/// Computes the dashboard over the open tenders of `snapshot`, relative to
/// `now`.
#[must_use]
pub fn compute(snapshot: &Snapshot, now: DateTime<Utc>) -> DashboardStats {
    let tenders = snapshot.records(Category::OpenTenders);
    let today = now.date_naive();

    let current_month = launches_in_month(tenders, month_start(today, 0));
    let previous_month = launches_in_month(tenders, month_start(today, 1));

    log::debug!("Computing dashboard over {} open tenders", tenders.len());

    DashboardStats {
        meta: StatsMeta {
            generated_at: now,
            current_date: today.format("%Y-%m-%d").to_string(),
            data_source: DataSourceSummary {
                total_tenders_analyzed: tenders.len(),
            },
        },
        primary_metrics: PrimaryMetrics {
            total_open_tenders: tenders.len(),
            growth_rates: GrowthRates {
                open_tenders: growth_rate(current_month, previous_month),
            },
            upcoming_tenders: upcoming(tenders, now),
        },
        secondary_metrics: SecondaryMetrics {
            unique_entities: distinct(tenders.iter().map(|t| t.entity.as_deref())),
            unique_provinces: distinct(tenders.iter().map(|t| t.province.as_deref())),
            average_days_until_opening: average_days_until_opening(tenders),
            time_to_opening_distribution: time_to_opening(tenders, now),
        },
        distribution_metrics: DistributionMetrics {
            province_distribution: shares(tenders.iter().map(|t| label(t.province.as_deref()))),
            tender_type_distribution: shares(
                tenders.iter().map(|t| label(t.tender_type.as_deref())),
            ),
        },
        time_based_analytics: TimeBasedAnalytics {
            monthly_trends: monthly_trends(tenders, today),
            tender_types_trend: tender_types_trend(tenders, today),
        },
        entity_analytics: EntityAnalytics {
            top_entities: top_entities(tenders),
        },
        geographical_insights: geographical_insights(tenders),
        content_analytics: ContentAnalytics {
            common_keywords: common_keywords(tenders),
        },
        recent_tenders: recent_tenders(tenders),
        period_comparisons: PeriodComparisons {
            current_month: MonthCounts {
                open: current_month,
            },
            previous_month: MonthCounts {
                open: previous_month,
            },
        },
    }
}

/// Rounds half away from zero to one decimal place.
#[must_use]
pub fn round1(value: f64) -> f64 {
    (value * 10.0).round() / 10.0
}

/// `count` as a percentage of `total`, rounded to one decimal place.
#[must_use]
#[allow(clippy::cast_precision_loss)]
pub fn percentage(count: usize, total: usize) -> f64 {
    if total == 0 {
        return 0.0;
    }
    round1(count as f64 / total as f64 * 100.0)
}

/// Percentage change from `previous` to `current`. With no previous
/// activity any current activity counts as 100% growth.
#[must_use]
#[allow(clippy::cast_precision_loss)]
pub fn growth_rate(current: usize, previous: usize) -> f64 {
    if previous == 0 {
        return if current > 0 { 100.0 } else { 0.0 };
    }
    round1((current as f64 - previous as f64) / previous as f64 * 100.0)
}

fn label(value: Option<&str>) -> String {
    value
        .filter(|v| !v.is_empty())
        .unwrap_or(UNKNOWN_LABEL)
        .to_owned()
}

fn distinct<'a>(values: impl Iterator<Item = Option<&'a str>>) -> usize {
    values
        .flatten()
        .filter(|v| !v.is_empty())
        .collect::<HashSet<_>>()
        .len()
}

fn launch_date(tender: &TenderRecord) -> Option<NaiveDate> {
    tender.launched_on.as_deref().and_then(dates::parse_date)
}

fn opening(tender: &TenderRecord) -> Option<DateTime<Utc>> {
    dates::opening_instant(
        tender.opening_date.as_deref()?,
        tender.opening_time.as_deref(),
    )
}

/// First day of the month `back` months before the month of `today`.
fn month_start(today: NaiveDate, back: u32) -> NaiveDate {
    today
        .with_day(1)
        .and_then(|first| first.checked_sub_months(Months::new(back)))
        .unwrap_or(today)
}

fn same_month(date: NaiveDate, start: NaiveDate) -> bool {
    date.year() == start.year() && date.month() == start.month()
}

fn launches_in_month(tenders: &[TenderRecord], start: NaiveDate) -> usize {
    tenders
        .iter()
        .filter_map(launch_date)
        .filter(|d| same_month(*d, start))
        .count()
}

fn upcoming(tenders: &[TenderRecord], now: DateTime<Utc>) -> UpcomingTenders {
    let openings: Vec<DateTime<Utc>> = tenders.iter().filter_map(opening).collect();
    let within = |days: i64| {
        let horizon = now + TimeDelta::days(days);
        openings.iter().filter(|o| **o > now && **o < horizon).count()
    };
    UpcomingTenders {
        next_7_days: within(7),
        next_14_days: within(14),
        next_30_days: within(30),
    }
}

fn average_days_until_opening(tenders: &[TenderRecord]) -> i64 {
    let spans: Vec<i64> = tenders
        .iter()
        .filter_map(|t| {
            let launch = launch_date(t)?;
            let opening = dates::parse_date(t.opening_date.as_deref()?)?;
            Some((opening - launch).num_days())
        })
        .filter(|days| *days > 0)
        .collect();

    mean_rounded(&spans)
}

#[allow(clippy::cast_possible_truncation, clippy::cast_precision_loss)]
fn mean_rounded(values: &[i64]) -> i64 {
    if values.is_empty() {
        return 0;
    }
    (values.iter().sum::<i64>() as f64 / values.len() as f64).round() as i64
}

fn time_to_opening(tenders: &[TenderRecord], now: DateTime<Utc>) -> TimeToOpening {
    let mut buckets = TimeToOpening::default();
    for opening in tenders.iter().filter_map(opening) {
        if opening < now {
            buckets.already_opened += 1;
            continue;
        }
        match (opening - now).num_days() {
            ..=7 => buckets.within_7_days += 1,
            8..=14 => buckets.within_14_days += 1,
            15..=30 => buckets.within_30_days += 1,
            _ => buckets.more_than_30_days += 1,
        }
    }
    buckets
}

/// Counts in first-seen order.
fn ordered_counts(values: impl Iterator<Item = String>) -> Vec<(String, usize)> {
    let mut index: HashMap<String, usize> = HashMap::new();
    let mut counts: Vec<(String, usize)> = Vec::new();
    for value in values {
        if let Some(&i) = index.get(&value) {
            counts[i].1 += 1;
        } else {
            index.insert(value.clone(), counts.len());
            counts.push((value, 1));
        }
    }
    counts
}

fn shares(values: impl Iterator<Item = String>) -> BTreeMap<String, Share> {
    let counts = ordered_counts(values);
    let total = counts.iter().map(|(_, c)| c).sum();
    counts
        .into_iter()
        .map(|(key, count)| {
            (
                key,
                Share {
                    count,
                    percentage: percentage(count, total),
                },
            )
        })
        .collect()
}

fn month_labels(today: NaiveDate) -> Vec<NaiveDate> {
    (0..TREND_MONTHS)
        .rev()
        .map(|back| month_start(today, back))
        .collect()
}
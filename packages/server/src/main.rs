#![cfg_attr(feature = "fail-on-warnings", deny(warnings))]
#![warn(clippy::all, clippy::pedantic, clippy::nursery, clippy::cargo)]
#![allow(clippy::multiple_crate_versions, clippy::cargo_common_metadata)]

//! Tender watch API server binary.

#[actix_web::main]
async fn main() -> Result<(), tender_watch_server::ServerError> {
    tender_watch_server::run_server().await
}
/*!
 * Tests for git-flatten functionality
 */

use std::fs;
use std::path::Path;
use std::process::Command;
use std::sync::Arc;

use indicatif::ProgressBar;
use tempfile::tempdir;

use crate::config::{Config, OutputStyle};
use crate::flattener::{flatten_repo, Flattener};
use crate::types::TrackedPath;
use crate::writer::{parse_plain_document, RULE};

/// Whether a usable git executable is on PATH
pub(crate) fn git_available() -> bool {
    Command::new("git")
        .arg("--version")
        .output()
        .map(|o| o.status.success())
        .unwrap_or(false)
}

fn git(repo: &Path, args: &[&str]) {
    let status = Command::new("git")
        .arg("-C")
        .arg(repo)
        .args(args)
        .status()
        .unwrap();
    assert!(status.success(), "git {:?} failed", args);
}

/// Initialise a repository in `repo` and stage everything in it
pub(crate) fn init_repo(repo: &Path) {
    git(repo, &["init", "-q"]);
    git(repo, &["add", "-A"]);
}

// Helper function to create a small repository with text and binary files
fn setup_test_repo(repo: &Path) {
    fs::create_dir_all(repo.join("src")).unwrap();
    fs::create_dir_all(repo.join("img")).unwrap();
    fs::write(repo.join("README"), "Project readme\n").unwrap();
    fs::write(repo.join("src/a.py"), "print(1)").unwrap();
    fs::write(repo.join("img/logo.png"), b"\x89PNG\r\n\x1a\n\x00\x00").unwrap();
    fs::write(repo.join("data.txt"), b"looks textual\x00but is not").unwrap();
    init_repo(repo);
}

fn paths(list: &[&str]) -> Vec<TrackedPath> {
    list.iter().map(|p| TrackedPath::from(*p)).collect()
}

fn flattener(config: Config) -> Flattener {
    Flattener::new(config, Arc::new(ProgressBar::hidden()))
}

#[test]
fn test_plain_flatten() {
    if !git_available() {
        return;
    }
    let repo = tempdir().unwrap();
    let out_dir = tempdir().unwrap();
    setup_test_repo(repo.path());
    let output = out_dir.path().join("flat.txt");

    let stats = flatten_repo(Config::new(repo.path(), &output)).unwrap();

    let rule = "=".repeat(80);
    let expected = format!(
        "\n{rule}\nFILE: README\n{rule}\n\nProject readme\n\n\
         \n{rule}\nFILE: data.txt\n{rule}\n\n[Binary file omitted: data.txt]\n\
         \n{rule}\nFILE: img/logo.png\n{rule}\n\n[Binary file omitted: img/logo.png]\n\
         \n{rule}\nFILE: src/a.py\n{rule}\n\nprint(1)\n"
    );
    assert_eq!(fs::read_to_string(&output).unwrap(), expected);

    assert_eq!(stats.files_listed, 4);
    assert_eq!(stats.text_files, 2);
    assert_eq!(stats.binary_files, 2);
    assert_eq!(stats.skipped_files, 0);
    assert_eq!(stats.text_bytes, ("Project readme\n".len() + "print(1)".len()) as u64);
    assert_eq!(stats.bytes_written, expected.len() as u64);
}

#[test]
fn test_markdown_flatten() {
    if !git_available() {
        return;
    }
    let repo = tempdir().unwrap();
    let out_dir = tempdir().unwrap();
    setup_test_repo(repo.path());
    let output = out_dir.path().join("flat.md");

    let mut config = Config::new(repo.path(), &output);
    config.style = OutputStyle::Markdown;
    flatten_repo(config).unwrap();

    let content = fs::read_to_string(&output).unwrap();
    assert!(content.contains("\n## `src/a.py`\n\nprint(1)\n"));
    assert!(content.contains("\n## `img/logo.png`\n\n[Binary file omitted: img/logo.png]\n"));
    assert!(!content.contains(RULE.as_str()));
}

#[test]
fn test_base_url_links_binary_files() {
    if !git_available() {
        return;
    }
    let repo = tempdir().unwrap();
    let out_dir = tempdir().unwrap();
    setup_test_repo(repo.path());
    let output = out_dir.path().join("flat.txt");

    let mut config = Config::new(repo.path(), &output);
    config.base_url = Some("https://example.com/repo".to_string());
    flatten_repo(config).unwrap();

    let lines: Vec<String> = fs::read_to_string(&output)
        .unwrap()
        .lines()
        .map(String::from)
        .collect();
    let expected = [
        "[Binary file omitted: https://example.com/repo/-/blob/main/img/logo.png]",
        "[Binary file omitted: https://example.com/repo/-/blob/main/data.txt]",
    ];
    for line in expected {
        assert!(lines.iter().any(|l| l == line), "missing line: {}", line);
    }
}

#[test]
fn test_custom_branch_in_links() {
    let repo = tempdir().unwrap();
    let out_dir = tempdir().unwrap();
    fs::write(repo.path().join("logo.png"), b"png").unwrap();
    let output = out_dir.path().join("flat.txt");

    let mut config = Config::new(repo.path(), &output);
    config.base_url = Some("https://example.com/repo".to_string());
    config.branch = "develop".to_string();
    flattener(config).flatten_paths(&paths(&["logo.png"])).unwrap();

    let content = fs::read_to_string(&output).unwrap();
    assert!(content
        .contains("[Binary file omitted: https://example.com/repo/-/blob/develop/logo.png]\n"));
}

#[test]
fn test_base_url_is_used_verbatim() {
    let repo = tempdir().unwrap();
    let out_dir = tempdir().unwrap();
    fs::write(repo.path().join("logo.png"), b"png").unwrap();

    let cases = [
        (
            "gitlab.example.com/group/proj",
            "[Binary file omitted: gitlab.example.com/group/proj/-/blob/main/logo.png]\n",
        ),
        (
            "https://example.com/repo/",
            "[Binary file omitted: https://example.com/repo//-/blob/main/logo.png]\n",
        ),
    ];
    for (base, expected) in cases {
        let output = out_dir.path().join("flat.txt");
        let mut config = Config::new(repo.path(), &output);
        config.base_url = Some(base.to_string());

        assert!(config.validate().is_ok());
        flattener(config).flatten_paths(&paths(&["logo.png"])).unwrap();

        let content = fs::read_to_string(&output).unwrap();
        assert!(content.ends_with(expected), "unexpected link for {}", base);
    }
}

#[test]
fn test_round_trip_recovers_text_files() {
    if !git_available() {
        return;
    }
    let repo = tempdir().unwrap();
    let out_dir = tempdir().unwrap();
    let files = [
        ("NOTES", "first line\nsecond line\n"),
        ("docs/guide.txt", "# Guide\n\nSome text.\n\n"),
        ("src/page.html", "<p>hello</p>"),
        ("z/empty.txt", ""),
    ];
    for (path, content) in files {
        let full = repo.path().join(path);
        fs::create_dir_all(full.parent().unwrap()).unwrap();
        fs::write(full, content).unwrap();
    }
    fs::write(repo.path().join("photo.jpg"), b"jpeg").unwrap();
    init_repo(repo.path());
    let output = out_dir.path().join("flat.txt");

    flatten_repo(Config::new(repo.path(), &output)).unwrap();

    let document = fs::read_to_string(&output).unwrap();
    let text_records: Vec<(String, String)> = parse_plain_document(&document)
        .into_iter()
        .filter(|(path, _)| path != "photo.jpg")
        .collect();
    let expected: Vec<(String, String)> = files
        .iter()
        .map(|(p, c)| (p.to_string(), c.to_string()))
        .collect();
    assert_eq!(text_records, expected);
}

#[test]
fn test_empty_repository_writes_nothing() {
    if !git_available() {
        return;
    }
    let repo = tempdir().unwrap();
    let out_dir = tempdir().unwrap();
    init_repo(repo.path());
    let output = out_dir.path().join("flat.txt");

    let stats = flatten_repo(Config::new(repo.path(), &output)).unwrap();

    assert_eq!(stats.files_listed, 0);
    assert!(!output.exists());
}

#[test]
fn test_not_a_repository_writes_nothing() {
    let repo = tempdir().unwrap();
    let out_dir = tempdir().unwrap();
    fs::write(repo.path().join("file.txt"), "content").unwrap();
    let output = out_dir.path().join("flat.txt");

    let result = flatten_repo(Config::new(repo.path().join("missing"), &output));

    assert!(result.is_ok());
    assert!(!output.exists());
}

#[test]
fn test_deleted_tracked_file_is_skipped() {
    if !git_available() {
        return;
    }
    let repo = tempdir().unwrap();
    let out_dir = tempdir().unwrap();
    fs::write(repo.path().join("gone.txt"), "soon deleted\n").unwrap();
    fs::write(repo.path().join("kept.txt"), "still here\n").unwrap();
    init_repo(repo.path());
    fs::remove_file(repo.path().join("gone.txt")).unwrap();
    let output = out_dir.path().join("flat.txt");

    let stats = flatten_repo(Config::new(repo.path(), &output)).unwrap();

    let content = fs::read_to_string(&output).unwrap();
    assert!(!content.contains("gone.txt"));
    assert!(content.contains("FILE: kept.txt"));
    assert_eq!(stats.files_listed, 2);
    assert_eq!(stats.skipped_files, 1);
    assert_eq!(stats.records_written(), 1);
}

#[test]
fn test_non_regular_paths_are_skipped() {
    let repo = tempdir().unwrap();
    let out_dir = tempdir().unwrap();
    fs::create_dir(repo.path().join("subdir")).unwrap();
    fs::write(repo.path().join("real.txt"), "real\n").unwrap();
    #[cfg(unix)]
    std::os::unix::fs::symlink(repo.path().join("nowhere"), repo.path().join("dangling")).unwrap();
    let output = out_dir.path().join("flat.txt");

    let mut flattener = flattener(Config::new(repo.path(), &output));
    let written = flattener
        .flatten_paths(&paths(&["subdir", "dangling", "missing.txt", "real.txt"]))
        .unwrap();

    assert!(written);
    let records = parse_plain_document(&fs::read_to_string(&output).unwrap());
    assert_eq!(records, vec![("real.txt".to_string(), "real\n".to_string())]);
    assert_eq!(flattener.get_statistics().skipped_files, 3);
}

#[test]
fn test_invalid_utf8_becomes_placeholder() {
    let repo = tempdir().unwrap();
    let out_dir = tempdir().unwrap();
    fs::write(repo.path().join("latin1.txt"), b"caf\xe9\n").unwrap();
    fs::write(repo.path().join("next.txt"), "after\n").unwrap();
    let output = out_dir.path().join("flat.txt");

    let mut flattener = flattener(Config::new(repo.path(), &output));
    flattener
        .flatten_paths(&paths(&["latin1.txt", "next.txt"]))
        .unwrap();

    let records = parse_plain_document(&fs::read_to_string(&output).unwrap());
    assert_eq!(records.len(), 2);
    assert_eq!(records[0].0, "latin1.txt");
    assert!(records[0]
        .1
        .starts_with("[Could not read file: latin1.txt. Error: "));
    assert!(records[0].1.ends_with(']'));
    assert_eq!(records[1], ("next.txt".to_string(), "after\n".to_string()));

    let stats = flattener.get_statistics();
    assert_eq!(stats.unreadable_files, 1);
    assert_eq!(stats.text_files, 1);
}

#[test]
fn test_existing_output_is_overwritten() {
    let repo = tempdir().unwrap();
    let out_dir = tempdir().unwrap();
    fs::write(repo.path().join("a.txt"), "new content").unwrap();
    let output = out_dir.path().join("flat.txt");
    fs::write(&output, "stale content that must disappear").unwrap();

    flattener(Config::new(repo.path(), &output))
        .flatten_paths(&paths(&["a.txt"]))
        .unwrap();

    let content = fs::read_to_string(&output).unwrap();
    assert!(!content.contains("stale"));
    assert!(content.ends_with("new content\n"));
}

#[test]
fn test_listing_order_is_preserved() {
    let repo = tempdir().unwrap();
    let out_dir = tempdir().unwrap();
    for name in ["b.txt", "a.txt", "c.txt"] {
        fs::write(repo.path().join(name), name).unwrap();
    }
    let output = out_dir.path().join("flat.txt");

    flattener(Config::new(repo.path(), &output))
        .flatten_paths(&paths(&["c.txt", "a.txt", "b.txt"]))
        .unwrap();

    let order: Vec<String> = parse_plain_document(&fs::read_to_string(&output).unwrap())
        .into_iter()
        .map(|(path, _)| path)
        .collect();
    assert_eq!(order, vec!["c.txt", "a.txt", "b.txt"]);
}

#[cfg(target_os = "linux")]
#[test]
fn test_output_failure_clears_progress() {
    let full = Path::new("/dev/full");
    if !full.exists() {
        return;
    }
    let repo = tempdir().unwrap();
    fs::write(repo.path().join("a.txt"), "content\n").unwrap();

    let mut flattener = flattener(Config::new(repo.path(), full));
    let result = flattener.flatten_paths(&paths(&["a.txt"]));

    assert!(matches!(result, Err(crate::error::FlattenError::Io(_))));
    assert!(flattener.progress.is_finished());
}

- [Description of the task]: Please give back exactly the lines of the listing above that run from the one containing "use indicatif::ProgressBar;" through the one containing "executable is on PATH", and only those.

- [Solution for this problem]:
use indicatif::ProgressBar;
use tempfile::tempdir;

use crate::config::{Config, OutputStyle};
use crate::flattener::{flatten_repo, Flattener};
use crate::types::TrackedPath;
use crate::writer::{parse_plain_document, RULE};

/// Whether a usable git executable is on PATH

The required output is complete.